The whalers had come to the area because it wasn't that far from the breeding grounds of the Humpback whales. And they'd come for _us_ because they'd seen the fireworks the previous night. They thought they'd seen a signal flare and that they'd find a ship in distress, not an island fully inhabited. They were even less prepared to see us than we were to see them.

Honestly, I think they were a bit scared of us. I didn't figure it out then, mind you, but I thought about it a lot later on. See, the whalers had seen the island before at the same time last year, and it had been a barren rock. And now?

We build our houses out of stone, with flat stone roofs, and we support them with pillars. And for a while then, people had been transfiguring them all fancy. And the stone we use is mostly limestone, which we polish and shine with charms. It doesn't look that different from marble. Already back then the pillars were all carved in those ancient roman styles, the windows and doorways were vaulted and engraved. In one of the newest buildings, someone had actually transfigured all the walls full of pictographs and added dragon statues on the corners of the rooftop.

In a word, our settlement doesn't look new. It looks ancient. It looks like something that took decades, if not centuries, to build. And finding that, on a previously barren and empty island? I would've been a little scared too. Plus there was me, in all my fourteen year old glory, with Charlie at my side as well as Sofia and Máeva… all of them older than me, and yet with me in charge?

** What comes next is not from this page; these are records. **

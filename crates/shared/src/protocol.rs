use serde::{Deserialize, Serialize};

use crate::domain::{Event, EventId};

/// One event as the backend lists it: a positional tuple of
/// `[id, name, start_time, end_time, location, description, category, image_path]`.
#[derive(Debug, Clone, Serialize, Deserialize)]
pub struct EventRow(
    pub EventId,
    pub String,
    pub String,
    pub String,
    pub String,
    pub Option<String>,
    pub String,
    pub Option<String>,
);

impl From<EventRow> for Event {
    fn from(row: EventRow) -> Self {
        let EventRow(id, name, start_time, end_time, location, description, category, image_ref) =
            row;
        Self {
            id,
            name,
            start_time,
            end_time,
            location,
            description: description.unwrap_or_default(),
            category,
            image_ref: image_ref.filter(|image_ref| !image_ref.trim().is_empty()),
        }
    }
}

/// `GET /api/data` response: an array whose first element is the event list.
#[derive(Debug, Clone, Default, Serialize, Deserialize)]
#[serde(transparent)]
pub struct EventListEnvelope(pub Vec<Vec<EventRow>>);

impl EventListEnvelope {
    pub fn into_events(self) -> Vec<Event> {
        self.0
            .into_iter()
            .next()
            .unwrap_or_default()
            .into_iter()
            .map(Event::from)
            .collect()
    }
}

And sailors, I understand, are very superstitious folk. Our clothing, our cleanliness, and our own confusion definitely didn't help.

So it took some effort to keep them from running away from what they probably thought was some fae or siren enchanted apparition.

_\- Harry Potter_

 

* * *

 

 

And then we learned what year it was – or as we thought then, what the year the sailors _thought_ it was. 1799. Specifically, May 16th of 1799.

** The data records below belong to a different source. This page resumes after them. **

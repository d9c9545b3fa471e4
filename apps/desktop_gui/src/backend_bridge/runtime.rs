//! Runtime bridge between UI command queue and backend event intake.

use std::{sync::Arc, thread};

use client_core::EventGateway;
use crossbeam_channel::{Receiver, Sender};

use crate::backend_bridge::commands::BackendCommand;
use crate::controller::events::{UiError, UiErrorContext, UiEvent};

/// Starts the backend worker thread. Each command runs as its own task, so a
/// slow request never holds up the ones queued behind it.
pub fn launch(
    cmd_rx: Receiver<BackendCommand>,
    ui_tx: Sender<UiEvent>,
    gateway: Arc<dyn EventGateway>,
) {
    thread::spawn(move || {
        let _ = ui_tx.try_send(UiEvent::Info("Backend worker starting...".to_string()));
        let runtime = match tokio::runtime::Builder::new_multi_thread()
            .enable_all()
            .build()
        {
            Ok(runtime) => runtime,
            Err(err) => {
                let _ = ui_tx.try_send(UiEvent::Error(UiError::from_message(
                    UiErrorContext::BackendStartup,
                    format!("backend worker startup failure: failed to build runtime: {err}"),
                )));
                tracing::error!("failed to build backend runtime: {err}");
                return;
            }
        };

        runtime.block_on(async move {
            let _ = ui_tx.try_send(UiEvent::Info("Backend worker ready".to_string()));

            while let Ok(cmd) = cmd_rx.recv() {
                let gateway = Arc::clone(&gateway);
                let ui_tx = ui_tx.clone();
                tokio::spawn(async move {
                    let name = cmd.name();
                    let event = execute_command(gateway.as_ref(), cmd).await;
                    if ui_tx.try_send(event).is_err() {
                        tracing::warn!(command = name, "ui event queue unavailable; result dropped");
                    }
                });
            }

            tracing::info!("backend command queue closed; worker exiting");
        });
    });
}

/// Runs one command against the gateway and turns the outcome into the event
/// the controller expects.
pub async fn execute_command(gateway: &dyn EventGateway, cmd: BackendCommand) -> UiEvent {
    match cmd {
        BackendCommand::FetchEvents { ticket } => match gateway.list_events().await {
            Ok(events) => UiEvent::EventsLoaded { ticket, events },
            Err(err) => UiEvent::EventsLoadFailed {
                ticket,
                error: UiError::from_gateway(UiErrorContext::FetchEvents, &err),
            },
        },
        BackendCommand::CreateEvent {
            submission,
            fields,
            image,
        } => match gateway.create_event(fields, image).await {
            Ok(()) => UiEvent::EventCreated { submission },
            Err(err) => UiEvent::SubmitFailed {
                submission,
                error: UiError::from_gateway(UiErrorContext::CreateEvent, &err),
            },
        },
        BackendCommand::UpdateEvent {
            submission,
            target,
            fields,
            image,
        } => match gateway.update_event(&target, fields, image).await {
            Ok(()) => UiEvent::EventUpdated {
                submission,
                id: target.id,
            },
            Err(err) => UiEvent::SubmitFailed {
                submission,
                error: UiError::from_gateway(UiErrorContext::UpdateEvent, &err),
            },
        },
        BackendCommand::DeleteEvent { id } => match gateway.delete_event(id).await {
            Ok(()) => UiEvent::EventDeleted { id },
            Err(err) => UiEvent::Error(UiError::from_gateway(UiErrorContext::DeleteEvent, &err)),
        },
        BackendCommand::FetchImage { url } => match gateway.fetch_image(&url).await {
            Ok(bytes) => UiEvent::ImageLoaded { url, bytes },
            Err(err) => UiEvent::ImageLoadFailed {
                url,
                error: UiError::from_gateway(UiErrorContext::FetchImage, &err),
            },
        },
    }
}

Of course we didn't believe them. We thought that they were liars at first, or confused somehow, or some sort of actors – muggles do that, you know. Or did in the old world. They put up these acts like it was pastimes. We thought this – the whalers, the ship, their clothing, all of that – was something like that. Either that or they were a ghost ship which was much worse.

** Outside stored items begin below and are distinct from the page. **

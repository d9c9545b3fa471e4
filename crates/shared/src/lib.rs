pub mod domain;
pub mod error;
pub mod filter;
pub mod protocol;
pub mod validation;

Getting any help from these people in getting off of the island was out of the question anyway. For one, they refused outright when Potter hinted at it, and for two… I don't think any of us would've even _wanted_ to get on that ship, not when there was every chance of it not even being real. What Potter thought about the supposed time and the sailors, I don't know, but he's not stupid anyway. And he's one sly son of a dragon, when he wants to be.

I'm still not sure how he managed to steer the conversation into stores and goods and whatnot; how he managed to bring up the idea of trading. Maybe it was the sailors who did it. Somehow, though, they ended up talking about things like food and trade goods and in the end we did our first trading with the sailors.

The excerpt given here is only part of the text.